Tous les éléments sont réunis pour une mutation profonde dans le football: le changement de ses spectateurs. Le foot n’est plus un sport, c’est un spectacle et un business. Pour filer la métaphore, c’est davantage une comédie musicale de Kamel Ouali remplissant le palais des sports qu’un Coluche des débuts dans le peu glamour café de la gare…

Depuis 1998 et le succès populaire des Bleus d’Aimé Jacquet, le foot est sorti de sa niche. Les discussions autour du ballon rond ne se limitent plus aux mains courantes de stades ou au zinc des bars. Le foot se féminise, le foot s’intellectualise, le foot se politise. Il devient possible d’intéresser un public aisé et nombreux aux aventures de onze gars en short.

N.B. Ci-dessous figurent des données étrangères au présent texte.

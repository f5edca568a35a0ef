use axum::{http::Method, routing::get, Json, Router};
use serde_json::{json, Value};
use tower_http::cors::CorsLayer;
use tower_http::trace::TraceLayer;

pub mod deliveries;
pub mod error;
pub mod internal;
pub mod middleware;
pub mod state;
pub mod webhooks;

pub use state::AppState;

pub fn app(state: AppState) -> Router {
    let cors = CorsLayer::new()
        .allow_origin(tower_http::cors::Any)
        .allow_methods([Method::GET, Method::POST, Method::OPTIONS])
        .allow_headers([
            axum::http::header::AUTHORIZATION,
            axum::http::header::CONTENT_TYPE,
            axum::http::header::USER_AGENT,
            axum::http::HeaderName::from_static(middleware::ORGANIZATION_HEADER),
            axum::http::HeaderName::from_static(middleware::BRANCH_HEADER),
        ]);

    Router::new()
        .route("/health", get(health))
        .merge(deliveries::routes())
        .merge(webhooks::routes())
        .merge(internal::routes())
        .layer(cors)
        .layer(TraceLayer::new_for_http())
        .with_state(state)
}

async fn health() -> Json<Value> {
    Json(json!({ "status": "UP" }))
}
use async_trait::async_trait;
use uuid::Uuid;

use crate::error::StoreError;
use crate::models::{DeliveryOrder, DeliveryStatus, TenantScope};

/// Persistence for delivery orders. Implementations only guarantee per-record atomicity.
#[async_trait]
pub trait DeliveryStore: Send + Sync {
    /// Fetch by primary id regardless of tenant; ownership is checked by the caller.
    async fn find_by_id(&self, id: Uuid) -> Result<Option<DeliveryOrder>, StoreError>;

    async fn find_by_order_id(
        &self,
        scope: &TenantScope,
        order_id: &str,
    ) -> Result<Option<DeliveryOrder>, StoreError>;

    async fn find_by_scope(&self, scope: &TenantScope) -> Result<Vec<DeliveryOrder>, StoreError>;

    async fn find_by_scope_and_status(
        &self,
        scope: &TenantScope,
        status: DeliveryStatus,
    ) -> Result<Vec<DeliveryOrder>, StoreError>;

    async fn find_by_tracking_id(&self, tracking_id: &str) -> Result<Option<DeliveryOrder>, StoreError>;

    /// Insert or replace the record with `order.id`.
    async fn save(&self, order: &DeliveryOrder) -> Result<(), StoreError>;

    /// Replace the record only while its stored status is still `expected`.
    /// `Ok(false)` means another writer changed it first and nothing was written.
    async fn save_if_status(&self, order: &DeliveryOrder, expected: DeliveryStatus) -> Result<bool, StoreError>;
}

La transition est douce mais inéluctable. La vieille garde des journalistes sportifs est poussée vers la sortie et leurs remplaçants ne leur ressemblent en rien. Christian Jeanpierre est un présentateur pour enfants, voyant la vie en rose et s’extasiant sur le moindre geste technique. Hervé Mathoux joue plutôt la carte jeune cadre. Costard, humour policé, palette toujours prête. On est loin des Thierry Roland et Eugène Saccomano, dont les commentaires lors de l’affaire Zahia sont exceptionnels de beauferie.


Le Replay, saison 2: épisode 7 par Les_Cahiers_du_Football

Le PSG est un excellent exemple de ce mouvement. Afin de contrer la présence de quelques mecs violents dans les tribunes, le club a dit “bye bye à ses groupes de supporters. Le plan Leproux, symbolisé par la mascotte Germain le Lynx, fait la part belle aux familles et aux places VIP. La logique est la même lorsqu’on interdit aux supporters marseillais et parisiens d’aller soutenir leur équipe à l’extérieur lors des duels PSG-OM. Une tribune populaire est susceptible de déborder, de claquer un fumigène ou de chercher l’affrontement physique avec les adversaires ou les stadiers. Un spectacle trop choquant pour certains. Du coup, on dégaine les interdictions de stade à la sulfateuse. Propre.

Foot, PS, même combat?

Le foot, comme le PS, se coupe donc de son public populaire. Reste un impondérable: les joueurs, issus bien souvent de ces couches populaires. Un peu comme des citoyens romains allant voir des gladiateurs sauvages dans l’arène mais n’en voulant surtout pas au forum, les dirigeants cherchent à contrôler les sorties médiatiques de leurs joueurs. On leur donne des éléments de langages pour éviter les dérapages, on envoie en conf’ de presse ceux qui passent le mieux (Toulalan pendant quasiment toute la Coupe du monde 2010) et on leur fournit des sapes siglées de leur club pour assurer un certain standing. Il ne faut pas choquer le bourgeois.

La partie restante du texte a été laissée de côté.